Cependant, des analystes en sécurité mettent en garde contre le risque que Asia One serve également d’instrument pour des campagnes de désinformation soutenues par l’État, ciblant des audiences étrangères. À une époque où la guerre de l’information constitue un élément clé de la compétition géopolitique, une telle plateforme offre au Pakistan la capacité de façonner des narratifs bien au-delà de ses frontières — souvent d’une manière susceptible de saper les positions de ses États rivaux, en particulier l’Inde.
Pourquoi l’Inde devrait-elle s’inquiéter ?
Pour New Delhi, le lancement d’Asia One intervient dans un contexte d’intensification des batailles de propagande en Asie du Sud. Le Pakistan a, par le passé, utilisé les médias pour diffuser des récits sur des sujets sensibles tels que Jammu-et-Cachemire, le terrorisme et la sécurité régionale — des récits souvent contraires à la position indienne dans les forums internationaux.
Une chaîne en langue anglaise étend considérablement la portée du Pakistan auprès des cercles politiques influents, des diasporas et des acteurs d’opinion en Europe, en Amérique du Nord, en Afrique et en Asie du Sud-Est. En éliminant la barrière linguistique, Asia One peut s’inscrire directement dans l’espace diplomatique et journalistique international, où l’anglais demeure la langue dominante.
De plus, avec la diffusion satellite et l’amplification via les réseaux sociaux, les extraits d’Asia One pourraient facilement circuler à l’échelle mondiale, présentant les évènements selon une perspective favorable aux objectifs stratégiques pakistanais. Ces contenus ont le potentiel d’influencer l’opinion publique, de modeler les débats dans les think tanks et même de s’immiscer dans la couverture médiatique générale, si rien n’est fait pour les contrer.
Les risques de désinformation
Des critiques rappellent que plusieurs diffuseurs étatiques dans la région ont déjà été accusés de propager des informations fausses ou trompeuses pour discréditer des gouvernements adverses.
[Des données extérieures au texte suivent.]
//! Chunked slab allocator that addresses objects through stable handles.

use std::mem;
use std::ops::{Index, IndexMut};

/// A stable reference to an object inside a `TypedArena<T>`.
///
/// Handles stay valid until the object is freed and are never invalidated by other allocations,
/// so they can be stored inside the objects themselves to link them together.
#[derive(Clone, Copy, Debug, Eq, Hash, PartialEq)]
pub struct Handle {
    chunk: usize,
    slot: usize,
}

enum Slot<T> {
    Occupied(T),
    Vacant(Option<Handle>),
}

/// A slab allocator for a single type of object.
///
/// Objects are placed in fixed-capacity chunks, so growing the arena never moves existing
/// objects. Freed slots are kept on an intrusive free list and handed out again by the next
/// allocation.
///
/// # Examples
///
/// ```
/// use treap_dictionary::arena::TypedArena;
///
/// let mut arena = TypedArena::new(16);
///
/// let x = arena.allocate(1);
/// assert_eq!(arena[x], 1);
///
/// arena[x] += 1;
/// assert_eq!(arena[x], 2);
///
/// assert_eq!(arena.free(&x), 2);
/// assert!(arena.is_empty());
/// ```
pub struct TypedArena<T> {
    free_head: Option<Handle>,
    chunks: Vec<Vec<Slot<T>>>,
    chunk_size: usize,
    len: usize,
    capacity: usize,
}

impl<T> TypedArena<T> {
    fn contains_handle(&self, handle: &Handle) -> bool {
        handle.chunk < self.chunks.len() && handle.slot < self.chunks[handle.chunk].len()
    }

    /// Constructs a new, empty `TypedArena<T>` holding `chunk_size` objects per chunk.
    ///
    /// # Panics
    ///
    /// Panics if `chunk_size` is zero.
    ///
    /// # Examples
    ///
    /// ```
    /// use treap_dictionary::arena::TypedArena;
    ///
    /// let arena: TypedArena<u32> = TypedArena::new(1024);
    /// assert_eq!(arena.len(), 0);
    /// ```
    pub fn new(chunk_size: usize) -> Self {
        assert!(chunk_size > 0, "Expected a positive chunk size.");
        TypedArena {
            free_head: None,
            chunks: Vec::new(),
            chunk_size,
            len: 0,
            capacity: 0,
        }
    }

    /// Moves `value` into the arena and returns its handle.
    ///
    /// # Examples
    ///
    /// ```
    /// use treap_dictionary::arena::TypedArena;
    ///
    /// let mut arena = TypedArena::new(1024);
    /// let x = arena.allocate("a");
    /// assert_eq!(arena.get(&x), Some(&"a"));
    /// ```
    pub fn allocate(&mut self, value: T) -> Handle {
        self.len += 1;

        if let Some(handle) = self.free_head.take() {
            let vacant = mem::replace(
                &mut self.chunks[handle.chunk][handle.slot],
                Slot::Occupied(value),
            );
            match vacant {
                Slot::Vacant(next) => self.free_head = next,
                Slot::Occupied(_) => panic!("Expected the free list to point at a vacant slot."),
            }
            return handle;
        }

        if self.len > self.capacity {
            self.chunks.push(Vec::with_capacity(self.chunk_size));
            self.capacity += self.chunk_size;
        }

        let chunk = self.chunks.len() - 1;
        let last_chunk = &mut self.chunks[chunk];
        last_chunk.push(Slot::Occupied(value));
        Handle {
            chunk,
            slot: last_chunk.len() - 1,
        }
    }

    /// Removes the object behind `handle` from the arena and returns it.
    ///
    /// # Panics
    ///
    /// Panics if `handle` does not refer to an occupied slot.
    ///
    /// # Examples
    ///
    /// ```
    /// use treap_dictionary::arena::TypedArena;
    ///
    /// let mut arena = TypedArena::new(1024);
    /// let x = arena.allocate(0);
    /// assert_eq!(arena.free(&x), 0);
    /// assert_eq!(arena.get(&x), None);
    /// ```
    pub fn free(&mut self, handle: &Handle) -> T {
        if !self.contains_handle(handle) {
            panic!("Error: attempting to free a handle outside of the arena.");
        }
        let old_slot = mem::replace(
            &mut self.chunks[handle.chunk][handle.slot],
            Slot::Vacant(self.free_head),
        );
        match old_slot {
            Slot::Vacant(next) => {
                self.chunks[handle.chunk][handle.slot] = Slot::Vacant(next);
                panic!("Error: attempting to free a vacant slot.");
            },
            Slot::Occupied(value) => {
                self.len -= 1;
                self.free_head = Some(*handle);
                value
            },
        }
    }

    /// Returns an immutable reference to the object behind `handle`, or `None` if the slot is
    /// vacant or out of bounds.
    pub fn get(&self, handle: &Handle) -> Option<&T> {
        if !self.contains_handle(handle) {
            return None;
        }
        match self.chunks[handle.chunk][handle.slot] {
            Slot::Occupied(ref value) => Some(value),
            Slot::Vacant(_) => None,
        }
    }

    /// Returns a mutable reference to the object behind `handle`, or `None` if the slot is
    /// vacant or out of bounds.
    pub fn get_mut(&mut self, handle: &Handle) -> Option<&mut T> {
        if !self.contains_handle(handle) {
            return None;
        }
        match self.chunks[handle.chunk][handle.slot] {
            Slot::Occupied(ref mut value) => Some(value),
            Slot::Vacant(_) => None,
        }
    }

    /// Returns the number of live objects in the arena.
    pub fn len(&self) -> usize {
        self.len
    }

    /// Returns `true` if the arena holds no live objects.
    pub fn is_empty(&self) -> bool {
        self.len == 0
    }

    /// Drops every object in the arena and releases all chunks.
    pub fn clear(&mut self) {
        self.free_head = None;
        self.chunks.clear();
        self.len = 0;
        self.capacity = 0;
    }
}

impl<T> Index<Handle> for TypedArena<T> {
    type Output = T;

    fn index(&self, handle: Handle) -> &Self::Output {
        self.get(&handle).expect("Error: handle does not refer to a live object.")
    }
}

impl<T> IndexMut<Handle> for TypedArena<T> {
    fn index_mut(&mut self, handle: Handle) -> &mut Self::Output {
        self.get_mut(&handle).expect("Error: handle does not refer to a live object.")
    }
}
Si Asia One emprunte cette voie, elle pourrait devenir une extension sophistiquée de l’appareil de communication stratégique pakistanais, opérant sous le masque d’un média international neutre.
Une telle évolution risquerait de réduire l’espace narratif de l’Inde à l’échelle internationale, surtout si les efforts de New Delhi restent confinés au diffuseur public Doordarshan, qui ne possède ni la portée globale ni le niveau de production nécessaire pour rivaliser efficacement dans le domaine des médias internationaux.
La nécessité d’une réponse adaptée
Les analystes estiment que l’Inde doit repenser sa stratégie médiatique à l’échelle mondiale. Bien que DD News joue un rôle domestique, il ne fonctionne pas comme un outil actif de gestion de l’image à l’international. Pour faire face à des chaînes comme Asia One, il serait indispensable que l’Inde dispose d’une plateforme en anglais dédiée, dotée de moyens financiers importants et d’une rédaction agile, ciblant spécifiquement les publics étrangers.